Normalized vs. Denormalized

What is the difference between Normalized & denormalized, and when do you use which?

When most of us design our databases we tend to think of them as related (and un-related) tables that contain data. It is common to normalize our tables in order to create a cleaner, more manageable, and intuative Database design. Normalized means separate tables via foreign key relationship, there are however things that we should consider before we normalize our system.

Historical Data:

One of the most important is historical data. When we normalize our system we open the door for historically inaccuracy. What’s that mean? It means that we can change the data in the related table, causing us to lose the accuracy of the data thats related to it.

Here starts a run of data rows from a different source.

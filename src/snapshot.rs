//! Point-in-time sequential reader over a buffer's content.

use std::sync::Arc;

use crate::buffer::{ChunkBuffer, Piece};

/// An immutable capture of the piece sequence at one instant.
///
/// The snapshot shares the chunk buffers with the live engine behind
/// `Arc`; the engine copies the change buffer on write while a snapshot
/// holds it, so later edits never show through. Reading is pull-based:
/// [`Snapshot::read`] yields successive chunks until `None`, which makes
/// it suitable for streaming the document to a sink from another thread.
pub struct Snapshot {
    pieces: Vec<Piece>,
    buffers: Vec<Arc<ChunkBuffer>>,
    bom: String,
    index: usize,
}

impl Snapshot {
    pub(crate) fn new(pieces: Vec<Piece>, buffers: Vec<Arc<ChunkBuffer>>, bom: String) -> Snapshot {
        Snapshot {
            pieces,
            buffers,
            bom,
            index: 0,
        }
    }

    /// The next chunk of content, or `None` when exhausted. The first
    /// chunk carries the byte-order mark, if any.
    pub fn read(&mut self) -> Option<String> {
        if self.pieces.is_empty() {
            if self.index == 0 {
                self.index += 1;
                if self.bom.is_empty() {
                    return None;
                }
                return Some(self.bom.clone());
            }
            return None;
        }

        if self.index > self.pieces.len() - 1 {
            return None;
        }

        let piece = &self.pieces[self.index];
        let buffer = &self.buffers[piece.buffer_index];
        let start = buffer.offset_of(piece.start);
        let end = buffer.offset_of(piece.end);
        let content = &buffer.text[start..end];

        let chunk = if self.index == 0 {
            format!("{}{}", self.bom, content)
        } else {
            content.to_string()
        };
        self.index += 1;
        Some(chunk)
    }
}
/// Byte-size cap for one chunk buffer. Content larger than this is split
/// so substring and byte lookups on any one buffer stay cheap.
pub(crate) const AVERAGE_BUFFER_SIZE: usize = 65535;

/// Line-terminator style a buffer normalizes to.
#[derive(Debug, Clone, Copy, PartialEq, Eq, Serialize, Deserialize)]
pub enum Eol {
    Lf,
    CrLf,
}

impl Eol {
    pub fn as_str(&self) -> &'static str {
        match self {
            Eol::Lf => "\n",
            Eol::CrLf => "\r\n",
        }
    }

    /// Byte length of the terminator.
    pub fn len(&self) -> usize {
        self.as_str().len()
    }
}

/// Resolution of a document offset or position to a node plus the byte
/// remainder inside that node's piece.
#[derive(Debug, Clone, Copy)]
pub(crate) struct NodePosition {
    pub node: NodeIdx,
    pub remainder: usize,
    pub node_start_offset: usize,
}

/// The piece-tree buffer engine.
pub struct PieceTree {
    pub(crate) tree: Tree,
    pub(crate) buffers: Vec<Arc<ChunkBuffer>>,
    line_count: usize,
    length: usize,
    eol: Eol,
    eol_normalized: bool,
    last_change_buffer_pos: BufferCursor,
    last_visited_line: (usize, String),
    search_cache: SearchCache,
}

What do you mean “lose the accuracy”? Lets look at an example: We have a Member table which holds a foreign key referrence to the States table. If we change the data in States table, which is referrenced by the Member table, we have no way of knowing what that the Member record originally contained (like change Republic of Congo to Republic of China).
So why should we care, isn’t this the whole reason why we normalize our database? Yes and No.

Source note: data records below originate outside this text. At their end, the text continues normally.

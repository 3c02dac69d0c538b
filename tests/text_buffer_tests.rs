//! Facade-level behavior: the batch-edit protocol, builder handoff,
//! snapshots, search dispatch and range reads.

mod common;

use common::create_text_buffer;
use piecebuf::{
    Eol, EolPreference, Position, Range, ReverseEditOperation, SingleEditOperation,
    TextBufferBuilder,
};
use regex::Regex;

fn snapshot_value(snapshot: &mut piecebuf::Snapshot) -> String {
    let mut out = String::new();
    while let Some(chunk) = snapshot.read() {
        out.push_str(&chunk);
    }
    out
}

fn as_forward_ops(reverse: &[ReverseEditOperation]) -> Vec<SingleEditOperation> {
    reverse
        .iter()
        .map(|op| SingleEditOperation::new(op.range, op.text.clone()))
        .collect()
}

#[test]
fn batch_edits_emit_changes_in_input_order() {
    let mut buffer = create_text_buffer(&["hello world"], true);

    let result = buffer
        .apply_edits(
            &[
                SingleEditOperation::new(Range::new(1, 1, 1, 1), "X"),
                SingleEditOperation::new(Range::new(1, 7, 1, 7), "Y"),
            ],
            false,
        )
        .unwrap();

    assert_eq!(buffer.content(), "Xhello Yworld");
    assert_eq!(result.changes.len(), 2);
    assert_eq!(result.changes[0].text, "X");
    assert_eq!(result.changes[0].range, Range::new(1, 1, 1, 1));
    assert_eq!(result.changes[1].text, "Y");
    assert_eq!(result.changes[1].range, Range::new(1, 7, 1, 7));
    buffer.piece_tree().check_invariants();
}

#[test]
fn overlapping_edits_fail_before_mutating() {
    let mut buffer = create_text_buffer(&["hello world"], true);

    let result = buffer.apply_edits(
        &[
            SingleEditOperation::new(Range::new(1, 1, 1, 4), "A"),
            SingleEditOperation::new(Range::new(1, 3, 1, 6), "B"),
        ],
        false,
    );

    assert!(result.is_err());
    assert_eq!(buffer.content(), "hello world");
}

#[test]
fn touching_ranges_are_allowed() {
    let mut buffer = create_text_buffer(&["hello world"], true);

    buffer
        .apply_edits(
            &[
                SingleEditOperation::new(Range::new(1, 1, 1, 3), "A"),
                SingleEditOperation::new(Range::new(1, 3, 1, 6), "B"),
            ],
            false,
        )
        .unwrap();

    assert_eq!(buffer.content(), "AB world");
}

#[test]
fn replacement_and_deletion_in_one_batch() {
    let mut buffer = create_text_buffer(&["hello world"], true);

    let result = buffer
        .apply_edits(
            &[
                SingleEditOperation::new(Range::new(1, 1, 1, 6), "goodbye"),
                SingleEditOperation::delete(Range::new(1, 6, 1, 12)),
            ],
            false,
        )
        .unwrap();

    assert_eq!(buffer.content(), "goodbye");
    assert_eq!(result.changes.len(), 2);
    assert_eq!(result.changes[1].range_length, 6);
    assert_eq!(result.changes[1].text, "");
}

#[test]
fn undo_edits_restore_the_document() {
    let mut buffer = create_text_buffer(&["abc\ndef"], true);

    let result = buffer
        .apply_edits(
            &[SingleEditOperation::new(Range::new(1, 1, 2, 4), "123")],
            true,
        )
        .unwrap();
    assert_eq!(buffer.content(), "123");

    let reverse = result.reverse_edits.unwrap();
    assert_eq!(reverse.len(), 1);
    assert_eq!(reverse[0].range, Range::new(1, 1, 1, 4));
    assert_eq!(reverse[0].text, "abc\ndef");
    assert_eq!(reverse[0].text_change.old_offset, 0);
    assert_eq!(reverse[0].text_change.new_text, "123");

    buffer.apply_edits(&as_forward_ops(&reverse), false).unwrap();
    assert_eq!(buffer.content(), "abc\ndef");
}

#[test]
fn undo_edits_restore_multi_op_batches() {
    let mut buffer = create_text_buffer(&["abc\ndef"], true);

    let result = buffer
        .apply_edits(
            &[
                SingleEditOperation::new(Range::new(1, 1, 1, 1), "A"),
                SingleEditOperation::new(Range::new(2, 1, 2, 1), "BB\nC"),
            ],
            true,
        )
        .unwrap();
    assert_eq!(buffer.content(), "Aabc\nBB\nCdef");

    let reverse = result.reverse_edits.unwrap();
    buffer.apply_edits(&as_forward_ops(&reverse), false).unwrap();
    assert_eq!(buffer.content(), "abc\ndef");
    buffer.piece_tree().check_invariants();
}

#[test]
fn big_batches_collapse_into_one_edit() {
    let mut buffer = create_text_buffer(&["abcdefgh"], true);
    buffer.set_reduce_threshold(3);

    let result = buffer
        .apply_edits(
            &[
                SingleEditOperation::new(Range::new(1, 1, 1, 2), "1"),
                SingleEditOperation::new(Range::new(1, 3, 1, 4), "2"),
                SingleEditOperation::new(Range::new(1, 5, 1, 6), "3"),
            ],
            false,
        )
        .unwrap();

    assert_eq!(buffer.content(), "1b2d3fgh");
    assert_eq!(result.changes.len(), 1);
    assert_eq!(result.changes[0].range, Range::new(1, 1, 1, 6));
}

#[test]
fn inserted_text_is_normalized_to_buffer_eol() {
    let mut builder = TextBufferBuilder::new();
    builder.accept_chunk("a\r\nb");
    let mut buffer = builder.build(Eol::CrLf, true);
    assert_eq!(buffer.eol(), Eol::CrLf);

    buffer
        .apply_edits(
            &[SingleEditOperation::new(Range::new(1, 1, 1, 1), "x\ny\n")],
            false,
        )
        .unwrap();
    assert_eq!(buffer.content(), "x\r\ny\r\na\r\nb");
    buffer.piece_tree().check_invariants();
}

#[test]
fn content_flags_update_from_inserted_text() {
    let mut buffer = create_text_buffer(&["plain"], true);
    assert!(!buffer.might_contain_rtl());
    assert!(!buffer.might_contain_non_basic_ascii());

    buffer
        .apply_edits(
            &[SingleEditOperation::new(Range::new(1, 1, 1, 1), "שלום")],
            false,
        )
        .unwrap();
    assert!(buffer.might_contain_non_basic_ascii());
    assert!(buffer.might_contain_rtl());

    let mut buffer = create_text_buffer(&["plain"], true);
    buffer
        .apply_edits(
            &[SingleEditOperation::new(Range::new(1, 1, 1, 1), "a\u{2028}b")],
            false,
        )
        .unwrap();
    assert!(buffer.might_contain_unusual_line_terminators());
}

// snapshots

#[test]
fn snapshot_is_isolated_from_later_edits() {
    let mut buffer = create_text_buffer(&["abc\ndef"], true);
    let mut snapshot = buffer.create_snapshot(false);

    buffer
        .apply_edits(&[SingleEditOperation::delete(Range::new(2, 1, 2, 4))], false)
        .unwrap();
    buffer
        .apply_edits(
            &[SingleEditOperation::new(Range::new(1, 1, 2, 1), "abc\ndef")],
            false,
        )
        .unwrap();

    assert_eq!(snapshot_value(&mut snapshot), "abc\ndef");
    assert_eq!(buffer.content(), "abc\ndef");
}

#[test]
fn snapshot_survives_insert_then_delete() {
    let mut buffer = create_text_buffer(&["abc\ndef"], true);
    let mut snapshot = buffer.create_snapshot(false);

    buffer
        .apply_edits(
            &[SingleEditOperation::new(Range::new(2, 1, 2, 1), "!")],
            false,
        )
        .unwrap();
    buffer
        .apply_edits(&[SingleEditOperation::delete(Range::new(2, 1, 2, 2))], false)
        .unwrap();

    assert_eq!(snapshot_value(&mut snapshot), "abc\ndef");
}

#[test]
fn snapshot_reflects_state_at_capture_time() {
    let mut buffer = create_text_buffer(&["abc\ndef"], true);
    buffer
        .apply_edits(
            &[SingleEditOperation::new(Range::new(2, 4, 2, 4), "!")],
            false,
        )
        .unwrap();
    let mut snapshot = buffer.create_snapshot(false);

    buffer
        .apply_edits(
            &[SingleEditOperation::new(Range::new(2, 5, 2, 5), "!")],
            false,
        )
        .unwrap();

    assert_eq!(snapshot_value(&mut snapshot), "abc\ndef!");
    assert_ne!(snapshot_value(&mut buffer.create_snapshot(false)), "abc\ndef!");
}

#[test]
fn snapshot_on_change_buffer_appends() {
    let mut buffer = create_text_buffer(&["\n"], true);
    buffer
        .apply_edits(
            &[SingleEditOperation::new(Range::new(2, 1, 2, 1), "!")],
            false,
        )
        .unwrap();
    let mut snapshot = buffer.create_snapshot(false);
    let mut snapshot2 = buffer.create_snapshot(false);
    assert_eq!(snapshot_value(&mut snapshot), "\n!");

    buffer
        .apply_edits(&[SingleEditOperation::delete(Range::new(2, 1, 2, 2))], false)
        .unwrap();
    buffer
        .apply_edits(
            &[SingleEditOperation::new(Range::new(2, 1, 2, 1), "!")],
            false,
        )
        .unwrap();
    assert_eq!(snapshot_value(&mut snapshot2), "\n!");
}

#[test]
fn snapshot_carries_the_bom_when_asked() {
    let mut builder = TextBufferBuilder::new();
    builder.accept_chunk("\u{FEFF}abc");
    let buffer = builder.build(Eol::Lf, true);
    assert_eq!(buffer.content(), "abc");

    let mut with_bom = buffer.create_snapshot(true);
    assert_eq!(snapshot_value(&mut with_bom), "\u{FEFF}abc");
    let mut without_bom = buffer.create_snapshot(false);
    assert_eq!(snapshot_value(&mut without_bom), "abc");
}

// search through the facade

#[test]
fn word_search_reports_line_column_ranges() {
    let mut buffer = create_text_buffer(&["hello\nlow"], true);

    let matches = buffer.find_matches_by_word("lo", Range::new(1, 1, 2, 4), 1000, || false);
    assert_eq!(matches.len(), 2);
    assert_eq!(matches[0], Range::new(1, 4, 1, 6));
    assert_eq!(matches[1], Range::new(2, 1, 2, 3));
}

#[test]
fn word_search_honors_limit_and_cancellation() {
    let mut buffer = create_text_buffer(&["ab ab ab"], true);

    let matches = buffer.find_matches_by_word("ab", Range::new(1, 1, 1, 9), 2, || false);
    assert_eq!(matches.len(), 2);

    let matches = buffer.find_matches_by_word("ab", Range::new(1, 1, 1, 9), 1000, || true);
    assert!(matches.is_empty());
}

#[test]
fn single_line_regex_search() {
    let mut buffer = create_text_buffer(&["one two\nthree two"], true);

    let regex = Regex::new("two").unwrap();
    let matches = buffer.find_matches(&regex, Range::new(1, 1, 2, 10), false, 1000, || false);
    assert_eq!(matches.len(), 2);
    assert_eq!(matches[0], Range::new(1, 5, 1, 8));
    assert_eq!(matches[1], Range::new(2, 7, 2, 10));
}

#[test]
fn multiline_regex_search_compensates_crlf() {
    let mut builder = TextBufferBuilder::new();
    builder.accept_chunk("a\r\nb\r\nc");
    let mut buffer = builder.build(Eol::CrLf, true);
    assert_eq!(buffer.eol(), Eol::CrLf);

    let regex = Regex::new("b\nc").unwrap();
    let matches = buffer.find_matches(&regex, Range::new(1, 1, 3, 2), true, 1000, || false);
    assert_eq!(matches.len(), 1);
    assert_eq!(matches[0], Range::new(2, 1, 3, 2));
}

#[test]
fn multiline_regex_search_on_lf_buffer() {
    let mut buffer = create_text_buffer(&["ab\ncd\nab"], true);

    let regex = Regex::new("ab\ncd").unwrap();
    let matches = buffer.find_matches(&regex, Range::new(1, 1, 3, 3), true, 1000, || false);
    assert_eq!(matches.len(), 1);
    assert_eq!(matches[0], Range::new(1, 1, 2, 3));
}

// reads

#[test]
fn offset_position_roundtrip_through_facade() {
    let buffer = create_text_buffer(&["hello\nworld"], true);

    assert_eq!(buffer.offset_at(Position::new(2, 1)), 6);
    assert_eq!(buffer.position_at(6), Position::new(2, 1));
    assert_eq!(buffer.range_at(3, 5), Range::new(1, 4, 2, 3));
    for offset in 0..=buffer.len() {
        let position = buffer.position_at(offset);
        assert_eq!(buffer.offset_at(position), offset);
    }
}

#[test]
fn value_length_in_range() {
    let buffer = create_text_buffer(&["hello\nworld"], true);
    assert_eq!(buffer.get_value_length_in_range(Range::new(1, 1, 1, 1)), 0);
    assert_eq!(buffer.get_value_length_in_range(Range::new(1, 2, 1, 5)), 3);
    assert_eq!(buffer.get_value_length_in_range(Range::new(1, 1, 2, 6)), 11);
}

#[test]
fn char_count_in_range_counts_codepoints() {
    let mut buffer = create_text_buffer(&["héllo\nwörld"], true);
    assert!(buffer.might_contain_non_basic_ascii());

    let full = Range::new(1, 1, 2, 7);
    assert_eq!(buffer.char_count_in_range(full), 11);

    let ascii = create_text_buffer(&["hello"], true);
    assert_eq!(ascii.get_value_length_in_range(Range::new(1, 1, 1, 6)), 5);
}

#[test]
fn line_reads_through_facade() {
    let mut buffer = create_text_buffer(&["  abc  \n\nx"], true);

    assert_eq!(buffer.get_line_content(1), "  abc  ");
    assert_eq!(buffer.get_line_content_with_eol(1), "  abc  \n");
    assert_eq!(buffer.get_line_length(1), 7);
    assert_eq!(buffer.get_line_max_column(1), 8);
    assert_eq!(buffer.get_first_non_whitespace_column(1), 3);
    assert_eq!(buffer.get_last_non_whitespace_column(1), 6);
    assert_eq!(buffer.get_first_non_whitespace_column(2), 0);
    assert_eq!(buffer.get_last_non_whitespace_column(2), 0);
}

#[test]
fn char_at_reads_across_pieces() {
    let mut buffer = create_text_buffer(&["ab"], true);
    buffer
        .apply_edits(
            &[SingleEditOperation::new(Range::new(1, 2, 1, 2), "é")],
            false,
        )
        .unwrap();
    assert_eq!(buffer.content(), "aéb");
    assert_eq!(buffer.char_at(0), Some('a'));
    assert_eq!(buffer.char_at(1), Some('é'));
    assert_eq!(buffer.char_at(3), Some('b'));
    assert_eq!(buffer.char_at(4), None);
}

#[test]
fn value_in_range_eol_preference() {
    let mut builder = TextBufferBuilder::new();
    builder.accept_chunk("a\r\nb");
    let buffer = builder.build(Eol::CrLf, true);

    let full = Range::new(1, 1, 2, 2);
    assert_eq!(buffer.get_value_in_range(full, EolPreference::TextDefined), "a\r\nb");
    assert_eq!(buffer.get_value_in_range(full, EolPreference::Lf), "a\nb");
    assert_eq!(buffer.get_value_in_range(full, EolPreference::CrLf), "a\r\nb");
}

#[test]
fn set_eol_through_facade() {
    let mut buffer = create_text_buffer(&["a\nb\nc"], true);
    buffer.set_eol(Eol::CrLf);
    assert_eq!(buffer.content(), "a\r\nb\r\nc");
    assert_eq!(buffer.eol(), Eol::CrLf);
    assert_eq!(buffer.line_count(), 3);
    buffer.piece_tree().check_invariants();
}

#[test]
fn edit_operations_serialize_roundtrip() {
    let op = SingleEditOperation::new(Range::new(1, 2, 3, 4), "text");
    let json = serde_json::to_string(&op).unwrap();
    let back: SingleEditOperation = serde_json::from_str(&json).unwrap();
    assert_eq!(back.range, op.range);
    assert_eq!(back.text, op.text);
}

If we know that we will never have the need to keep an audit trail or report on the data then surely normalizing it is perfectly suitable. However we all know that software requirment change, and there may come a time when the Marketing Department wants to know the history of how its members data has changed over time, normalization would destroy this historical record (unless we some how dig it out of a backup, which would be a major pain in the rear), denormalized does not.

Reporting:

If you think that you will ever have to do any kind of Data Mining or Reporting on your data then avoiding over-normalization is important. Reporting on, or performing calculations on, large amounts of data requires that you denormalize your database. Anticipating this during the design phases can save you a lot of time and grief later on.